About this task:
Using the data that follows, return exactly the lines from the one that contains "use crate::prompt::confirm;" through the one that contains "if let Some(title)", ends included.

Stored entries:
────

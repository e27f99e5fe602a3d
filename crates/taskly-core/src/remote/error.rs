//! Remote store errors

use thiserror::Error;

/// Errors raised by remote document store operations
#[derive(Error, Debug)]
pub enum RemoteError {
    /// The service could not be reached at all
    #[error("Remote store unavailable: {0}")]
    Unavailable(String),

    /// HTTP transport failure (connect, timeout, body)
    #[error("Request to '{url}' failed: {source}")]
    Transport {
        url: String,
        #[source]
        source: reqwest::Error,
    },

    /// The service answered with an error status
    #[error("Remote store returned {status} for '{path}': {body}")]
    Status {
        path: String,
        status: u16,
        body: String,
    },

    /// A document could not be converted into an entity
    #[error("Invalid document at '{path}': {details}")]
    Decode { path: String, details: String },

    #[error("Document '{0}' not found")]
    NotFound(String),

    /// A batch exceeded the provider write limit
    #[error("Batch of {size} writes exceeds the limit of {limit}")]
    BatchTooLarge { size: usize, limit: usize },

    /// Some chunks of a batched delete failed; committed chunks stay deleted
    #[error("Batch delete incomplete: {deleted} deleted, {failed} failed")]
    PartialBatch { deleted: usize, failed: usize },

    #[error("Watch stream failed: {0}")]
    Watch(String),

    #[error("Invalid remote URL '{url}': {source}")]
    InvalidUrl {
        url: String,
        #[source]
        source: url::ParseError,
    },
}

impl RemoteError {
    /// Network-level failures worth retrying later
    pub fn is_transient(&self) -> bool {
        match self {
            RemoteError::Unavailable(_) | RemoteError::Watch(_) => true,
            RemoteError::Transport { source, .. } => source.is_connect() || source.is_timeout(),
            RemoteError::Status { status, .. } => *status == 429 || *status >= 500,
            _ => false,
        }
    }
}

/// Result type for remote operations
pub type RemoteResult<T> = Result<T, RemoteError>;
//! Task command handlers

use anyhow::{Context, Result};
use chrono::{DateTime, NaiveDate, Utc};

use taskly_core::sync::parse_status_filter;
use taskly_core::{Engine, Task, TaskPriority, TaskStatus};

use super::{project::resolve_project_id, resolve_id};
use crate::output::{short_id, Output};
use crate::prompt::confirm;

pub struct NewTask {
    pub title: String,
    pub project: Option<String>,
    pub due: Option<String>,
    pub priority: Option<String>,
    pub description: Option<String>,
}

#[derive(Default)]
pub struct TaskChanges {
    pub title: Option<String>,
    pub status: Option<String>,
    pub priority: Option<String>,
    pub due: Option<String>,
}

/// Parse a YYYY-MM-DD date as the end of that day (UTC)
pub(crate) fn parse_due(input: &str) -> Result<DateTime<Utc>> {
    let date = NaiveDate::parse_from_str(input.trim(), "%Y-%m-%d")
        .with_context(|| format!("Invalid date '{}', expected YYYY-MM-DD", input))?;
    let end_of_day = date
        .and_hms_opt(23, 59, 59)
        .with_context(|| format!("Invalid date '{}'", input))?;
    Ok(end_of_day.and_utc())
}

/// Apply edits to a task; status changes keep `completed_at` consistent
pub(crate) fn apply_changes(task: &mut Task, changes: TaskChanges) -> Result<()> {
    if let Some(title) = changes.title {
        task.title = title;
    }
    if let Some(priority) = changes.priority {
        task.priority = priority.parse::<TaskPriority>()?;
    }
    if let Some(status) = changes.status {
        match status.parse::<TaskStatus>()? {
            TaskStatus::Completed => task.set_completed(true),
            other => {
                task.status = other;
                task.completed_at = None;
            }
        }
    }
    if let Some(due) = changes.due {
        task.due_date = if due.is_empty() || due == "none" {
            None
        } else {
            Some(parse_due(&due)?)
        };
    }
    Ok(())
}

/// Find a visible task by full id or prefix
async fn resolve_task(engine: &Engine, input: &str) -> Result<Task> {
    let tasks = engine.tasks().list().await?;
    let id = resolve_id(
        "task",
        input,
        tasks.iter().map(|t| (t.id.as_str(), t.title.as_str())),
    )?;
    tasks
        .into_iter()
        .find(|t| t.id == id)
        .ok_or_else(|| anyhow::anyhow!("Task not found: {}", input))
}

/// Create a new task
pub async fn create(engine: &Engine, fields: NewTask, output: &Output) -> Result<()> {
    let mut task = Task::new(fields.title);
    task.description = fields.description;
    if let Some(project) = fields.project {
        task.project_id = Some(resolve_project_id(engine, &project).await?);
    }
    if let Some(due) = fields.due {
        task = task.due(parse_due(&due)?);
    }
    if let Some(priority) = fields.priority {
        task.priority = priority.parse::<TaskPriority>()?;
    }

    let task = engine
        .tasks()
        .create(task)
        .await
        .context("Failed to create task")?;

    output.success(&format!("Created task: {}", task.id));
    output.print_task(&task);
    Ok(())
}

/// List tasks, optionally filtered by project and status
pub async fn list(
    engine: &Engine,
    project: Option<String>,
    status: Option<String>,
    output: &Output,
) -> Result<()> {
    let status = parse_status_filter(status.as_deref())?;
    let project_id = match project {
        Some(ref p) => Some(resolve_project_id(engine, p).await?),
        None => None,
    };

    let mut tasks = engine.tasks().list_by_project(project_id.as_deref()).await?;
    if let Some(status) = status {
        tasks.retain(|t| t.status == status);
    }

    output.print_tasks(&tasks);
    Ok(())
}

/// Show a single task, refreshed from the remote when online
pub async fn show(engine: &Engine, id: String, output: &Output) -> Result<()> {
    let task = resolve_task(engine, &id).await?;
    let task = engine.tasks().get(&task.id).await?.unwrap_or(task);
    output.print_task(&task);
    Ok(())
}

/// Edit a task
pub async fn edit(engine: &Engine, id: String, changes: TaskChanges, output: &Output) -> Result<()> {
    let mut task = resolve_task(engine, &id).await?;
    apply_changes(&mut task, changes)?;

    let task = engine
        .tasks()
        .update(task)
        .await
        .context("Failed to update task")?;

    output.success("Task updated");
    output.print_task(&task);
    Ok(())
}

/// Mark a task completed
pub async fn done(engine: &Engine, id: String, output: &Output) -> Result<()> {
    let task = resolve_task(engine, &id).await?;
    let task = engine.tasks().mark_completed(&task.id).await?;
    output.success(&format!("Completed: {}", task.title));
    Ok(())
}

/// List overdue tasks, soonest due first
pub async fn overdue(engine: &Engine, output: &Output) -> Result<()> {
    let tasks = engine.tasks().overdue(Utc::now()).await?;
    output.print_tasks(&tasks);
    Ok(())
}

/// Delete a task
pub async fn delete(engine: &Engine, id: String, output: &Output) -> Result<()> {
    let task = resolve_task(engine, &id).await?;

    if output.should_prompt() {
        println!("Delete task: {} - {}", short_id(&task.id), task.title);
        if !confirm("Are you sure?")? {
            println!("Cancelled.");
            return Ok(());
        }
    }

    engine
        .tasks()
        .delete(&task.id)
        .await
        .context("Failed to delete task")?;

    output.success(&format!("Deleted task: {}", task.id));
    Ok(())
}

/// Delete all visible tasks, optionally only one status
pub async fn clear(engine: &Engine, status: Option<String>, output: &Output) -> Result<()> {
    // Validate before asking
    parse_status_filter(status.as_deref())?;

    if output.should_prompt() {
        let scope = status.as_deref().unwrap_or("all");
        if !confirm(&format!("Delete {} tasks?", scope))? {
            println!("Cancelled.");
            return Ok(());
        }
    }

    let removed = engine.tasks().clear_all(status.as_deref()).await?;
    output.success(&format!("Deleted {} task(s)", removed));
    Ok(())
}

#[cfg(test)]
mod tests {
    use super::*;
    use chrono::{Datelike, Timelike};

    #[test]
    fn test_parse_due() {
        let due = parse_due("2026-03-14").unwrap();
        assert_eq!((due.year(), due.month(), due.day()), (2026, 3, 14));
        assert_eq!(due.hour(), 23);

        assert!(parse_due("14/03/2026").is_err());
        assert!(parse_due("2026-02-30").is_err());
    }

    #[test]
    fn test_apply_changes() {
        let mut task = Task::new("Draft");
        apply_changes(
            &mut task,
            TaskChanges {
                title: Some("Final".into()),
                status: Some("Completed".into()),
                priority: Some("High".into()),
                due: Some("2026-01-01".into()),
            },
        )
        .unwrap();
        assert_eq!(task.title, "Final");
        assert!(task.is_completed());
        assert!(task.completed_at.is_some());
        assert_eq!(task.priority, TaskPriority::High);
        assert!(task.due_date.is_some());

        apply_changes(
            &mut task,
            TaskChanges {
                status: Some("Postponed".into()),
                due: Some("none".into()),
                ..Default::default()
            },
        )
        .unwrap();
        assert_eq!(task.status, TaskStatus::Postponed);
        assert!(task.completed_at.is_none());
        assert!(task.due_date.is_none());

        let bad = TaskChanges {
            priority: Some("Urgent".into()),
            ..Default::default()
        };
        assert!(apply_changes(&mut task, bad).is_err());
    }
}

────

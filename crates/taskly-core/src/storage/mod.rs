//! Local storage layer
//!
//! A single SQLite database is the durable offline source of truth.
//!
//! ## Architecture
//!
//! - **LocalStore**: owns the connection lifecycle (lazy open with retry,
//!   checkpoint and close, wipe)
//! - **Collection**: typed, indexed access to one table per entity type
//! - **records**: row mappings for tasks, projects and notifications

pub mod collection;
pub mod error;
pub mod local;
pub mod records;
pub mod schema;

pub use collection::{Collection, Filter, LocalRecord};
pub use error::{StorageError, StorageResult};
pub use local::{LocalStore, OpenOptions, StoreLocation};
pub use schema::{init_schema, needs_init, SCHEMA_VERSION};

────

Final answer:
use crate::prompt::confirm;

pub struct NewTask {
    pub title: String,
    pub project: Option<String>,
    pub due: Option<String>,
    pub priority: Option<String>,
    pub description: Option<String>,
}

#[derive(Default)]
pub struct TaskChanges {
    pub title: Option<String>,
    pub status: Option<String>,
    pub priority: Option<String>,
    pub due: Option<String>,
}

/// Parse a YYYY-MM-DD date as the end of that day (UTC)
pub(crate) fn parse_due(input: &str) -> Result<DateTime<Utc>> {
    let date = NaiveDate::parse_from_str(input.trim(), "%Y-%m-%d")
        .with_context(|| format!("Invalid date '{}', expected YYYY-MM-DD", input))?;
    let end_of_day = date
        .and_hms_opt(23, 59, 59)
        .with_context(|| format!("Invalid date '{}'", input))?;
    Ok(end_of_day.and_utc())
}

/// Apply edits to a task; status changes keep `completed_at` consistent
pub(crate) fn apply_changes(task: &mut Task, changes: TaskChanges) -> Result<()> {
    if let Some(title) = changes.title {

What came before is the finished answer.